The California county secession movement began in Siskiyou County, where residents are fed up of being saddled with Sacramento’s regulations and Southern California’s financial woes.
The rural California county’s secession rumblings stem from an area that could not be more unlike Los Angeles, whose expenses and issues are impeding the rest of the state in areas that are less fiscally troubled and more small-townlike.
In Siskiyou County, the board of supervisors voted four to one to move forward with secession plans and attempt to form a new state, Jefferson. Siskiyou’s relative small size means such a move is ambitious, and the county is hoping neighboring counties in Northern California and Southern Oregon will sign on to split and totally mess up our now-symmetrical flag.

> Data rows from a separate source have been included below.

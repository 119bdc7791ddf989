//! Periodic driver for the action executor.

use crate::executor::ActionExecutor;
use dripline_core::clock::Clock;
use std::sync::Arc;
use std::time::Duration;
use tokio::task::JoinHandle;
use tracing::info;

pub struct SchedulerLoop {
    executor: Arc<ActionExecutor>,
    clock: Arc<dyn Clock>,
    tick_interval: Duration,
}

impl SchedulerLoop {
    pub fn new(executor: Arc<ActionExecutor>, clock: Arc<dyn Clock>, tick_interval: Duration) -> Self {
        Self {
            executor,
            clock,
            tick_interval,
        }
    }

    /// Run ticks forever on the current runtime. The handle aborts the
    /// loop on drop at shutdown.
    pub fn spawn(self) -> JoinHandle<()> {
        info!(interval_ms = self.tick_interval.as_millis() as u64, "scheduler loop starting");
        tokio::spawn(async move {
            let mut interval = tokio::time::interval(self.tick_interval);
            loop {
                interval.tick().await;
                self.executor.tick(self.clock.now());
            }
        })
    }
}
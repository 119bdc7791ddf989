//! Branch condition evaluation. Total: any branch on any journey yields an
//! outcome, and missing contacts or fields read as the condition not
//! holding, never as an error.

use crate::model::ContactJourney;
use chrono::{DateTime, Duration, Utc};
use dripline_campaigns::{Branch, BranchCondition, ElapsedSince, EngagementMetric, NodeRef};
use dripline_conditions::compare_field;
use dripline_core::contacts::Contact;
use dripline_core::history::EventHistory;
use std::sync::Arc;

/// What the scheduler should do with a journey sitting on a branch.
#[derive(Debug, Clone, PartialEq, Eq)]
pub enum BranchOutcome {
    Goto {
        node: NodeRef,
        /// True when the condition held and the true path was taken.
        condition_met: bool,
    },
    /// Condition not yet met but the wait has not expired; re-check then.
    Pending { until: DateTime<Utc> },
}

pub struct BranchEvaluator {
    history: Arc<EventHistory>,
}

impl BranchEvaluator {
    pub fn new(history: Arc<EventHistory>) -> Self {
        Self { history }
    }

    /// Decide a branch at `now`. A held condition takes the true path
    /// immediately. Otherwise the branch pends until the wait expires, then
    /// falls to the false path, or to the end of the flow when there is
    /// none.
    pub fn evaluate(
        &self,
        branch: &Branch,
        journey: &ContactJourney,
        contact: Option<&Contact>,
        now: DateTime<Utc>,
    ) -> BranchOutcome {
        if self.condition_holds(&branch.condition, journey, contact, now) {
            return BranchOutcome::Goto {
                node: branch.true_path.clone(),
                condition_met: true,
            };
        }

        if branch.wait_minutes > 0 {
            let deadline =
                journey.step_entered_at + Duration::minutes(i64::from(branch.wait_minutes));
            if now < deadline {
                return BranchOutcome::Pending { until: deadline };
            }
        }

        BranchOutcome::Goto {
            node: branch.false_path.clone().unwrap_or(NodeRef::End),
            condition_met: false,
        }
    }

    fn condition_holds(
        &self,
        condition: &BranchCondition,
        journey: &ContactJourney,
        contact: Option<&Contact>,
        now: DateTime<Utc>,
    ) -> bool {
        match condition {
            BranchCondition::EmailEngagement { metric } => match metric {
                EngagementMetric::Opened => journey.progress.emails_opened > 0,
                EngagementMetric::Clicked => journey.progress.emails_clicked > 0,
            },
            BranchCondition::FieldValue { field, op, value } => {
                let actual = contact.and_then(|c| c.field(field));
                compare_field(actual.as_ref(), *op, value)
            }
            BranchCondition::TagPresence { tag, present } => {
                let has = contact.map_or(false, |c| c.has_tag(tag));
                has == *present
            }
            BranchCondition::TimeElapsed { minutes, since } => {
                let anchor = match since {
                    ElapsedSince::Enrollment => journey.created_at,
                    ElapsedSince::StepEntered => journey.step_entered_at,
                };
                now >= anchor + Duration::minutes(i64::from(*minutes))
            }
            BranchCondition::CustomEvent { event_type } => self.history.has_event_since(
                &journey.contact_id,
                event_type,
                journey.step_entered_at,
            ),
        }
    }
}
//! Per-campaign statistics. Counters only ever increment; the conversion
//! rate is derived on read and never stored.

use dashmap::DashMap;
use serde::{Deserialize, Serialize};
use std::sync::atomic::{AtomicU64, Ordering};
use std::sync::Arc;
use uuid::Uuid;

#[derive(Debug, Default)]
pub struct CampaignStats {
    triggered: AtomicU64,
    entered: AtomicU64,
    completed: AtomicU64,
    exited: AtomicU64,
    failed: AtomicU64,
    emails_sent: AtomicU64,
    goals_reached: AtomicU64,
}

impl CampaignStats {
    pub fn record_triggered(&self) {
        self.triggered.fetch_add(1, Ordering::Relaxed);
    }

    pub fn record_entered(&self) {
        self.entered.fetch_add(1, Ordering::Relaxed);
    }

    pub fn record_completed(&self) {
        self.completed.fetch_add(1, Ordering::Relaxed);
    }

    pub fn record_exited(&self) {
        self.exited.fetch_add(1, Ordering::Relaxed);
    }

    pub fn record_failed(&self) {
        self.failed.fetch_add(1, Ordering::Relaxed);
    }

    pub fn record_email_sent(&self) {
        self.emails_sent.fetch_add(1, Ordering::Relaxed);
    }

    pub fn record_goal_reached(&self) {
        self.goals_reached.fetch_add(1, Ordering::Relaxed);
    }

    pub fn entered(&self) -> u64 {
        self.entered.load(Ordering::Relaxed)
    }

    pub fn goals_reached(&self) -> u64 {
        self.goals_reached.load(Ordering::Relaxed)
    }

    /// goals_reached / max(entered, 1)
    pub fn conversion_rate(&self) -> f64 {
        let entered = self.entered.load(Ordering::Relaxed).max(1);
        self.goals_reached.load(Ordering::Relaxed) as f64 / entered as f64
    }

    pub fn snapshot(&self, campaign_id: Uuid) -> StatsSnapshot {
        StatsSnapshot {
            campaign_id,
            triggered: self.triggered.load(Ordering::Relaxed),
            entered: self.entered.load(Ordering::Relaxed),
            completed: self.completed.load(Ordering::Relaxed),
            exited: self.exited.load(Ordering::Relaxed),
            failed: self.failed.load(Ordering::Relaxed),
            emails_sent: self.emails_sent.load(Ordering::Relaxed),
            goals_reached: self.goals_reached.load(Ordering::Relaxed),
            conversion_rate: self.conversion_rate(),
        }
    }
}

/// Point-in-time view of a campaign's counters.
#[derive(Debug, Clone, Serialize, Deserialize)]
pub struct StatsSnapshot {
    pub campaign_id: Uuid,
    pub triggered: u64,
    pub entered: u64,
    pub completed: u64,
    pub exited: u64,
    pub failed: u64,
    pub emails_sent: u64,
    pub goals_reached: u64,
    pub conversion_rate: f64,
}

/// Statistics handles keyed by campaign. Handles are created lazily and
/// shared; the campaign definition itself stays read-only under load.
#[derive(Default)]
pub struct StatsRegistry {
    stats: DashMap<Uuid, Arc<CampaignStats>>,
}

impl StatsRegistry {
    pub fn new() -> Self {
        Self {
            stats: DashMap::new(),
        }
    }

    pub fn for_campaign(&self, campaign_id: Uuid) -> Arc<CampaignStats> {
        self.stats
            .entry(campaign_id)
            .or_insert_with(|| Arc::new(CampaignStats::default()))
            .clone()
    }

    pub fn snapshot(&self, campaign_id: Uuid) -> StatsSnapshot {
        self.for_campaign(campaign_id).snapshot(campaign_id)
    }

    pub fn snapshots(&self) -> Vec<StatsSnapshot> {
        self.stats
            .iter()
            .map(|entry| entry.value().snapshot(*entry.key()))
            .collect()
    }
}

#[cfg(test)]
mod tests {
    use super::*;

    #[test]
    fn test_counters_and_conversion_rate() {
        let registry = StatsRegistry::new();
        let id = Uuid::new_v4();
        let stats = registry.for_campaign(id);

        assert_eq!(stats.conversion_rate(), 0.0);

        for _ in 0..4 {
            stats.record_entered();
        }
        stats.record_goal_reached();
        stats.record_email_sent();
        stats.record_completed();

        let snap = registry.snapshot(id);
        assert_eq!(snap.entered, 4);
        assert_eq!(snap.goals_reached, 1);
        assert_eq!(snap.emails_sent, 1);
        assert_eq!(snap.completed, 1);
        assert!((snap.conversion_rate - 0.25).abs() < f64::EPSILON);
    }

    #[test]
    fn test_handle_is_shared() {
        let registry = StatsRegistry::new();
        let id = Uuid::new_v4();

        registry.for_campaign(id).record_entered();
        registry.for_campaign(id).record_entered();
        assert_eq!(registry.snapshot(id).entered, 2);
    }

    #[test]
    fn test_concurrent_increments_do_not_lose_updates() {
        let registry = Arc::new(StatsRegistry::new());
        let id = Uuid::new_v4();

        let handles: Vec<_> = (0..8)
            .map(|_| {
                let registry = Arc::clone(&registry);
                std::thread::spawn(move || {
                    let stats = registry.for_campaign(id);
                    for _ in 0..1000 {
                        stats.record_email_sent();
                    }
                })
            })
            .collect();
        for handle in handles {
            handle.join().unwrap();
        }

        assert_eq!(registry.snapshot(id).emails_sent, 8000);
    }
}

Supervisor Ed Valenzuela chairs the board, and was the sole dissenting vote in the four to one tally. Valenzuela says that he swore to “uphold the Constitution and uphold the constitution of the state of California,” adding that while he personally disagrees, he plans to serve the constituency:
“I signed on to work within the system I know… I don’t like it, I don’t agree with it all the time, but… I did sign up for that and I will continue to do so.”
Humboldt County Supervisor Rex Bohn indicated that the California county succession idea was infectious, commenting on the vote:
“I was one of the people who thinks the state of Jefferson wasn’t a bad idea… There has been a total lack of respect of our water rights and the fire fee. Those things may not be important to the rest of the state, but it’s important to us.”
Support for the California county succession bid is reportedly very high among locals.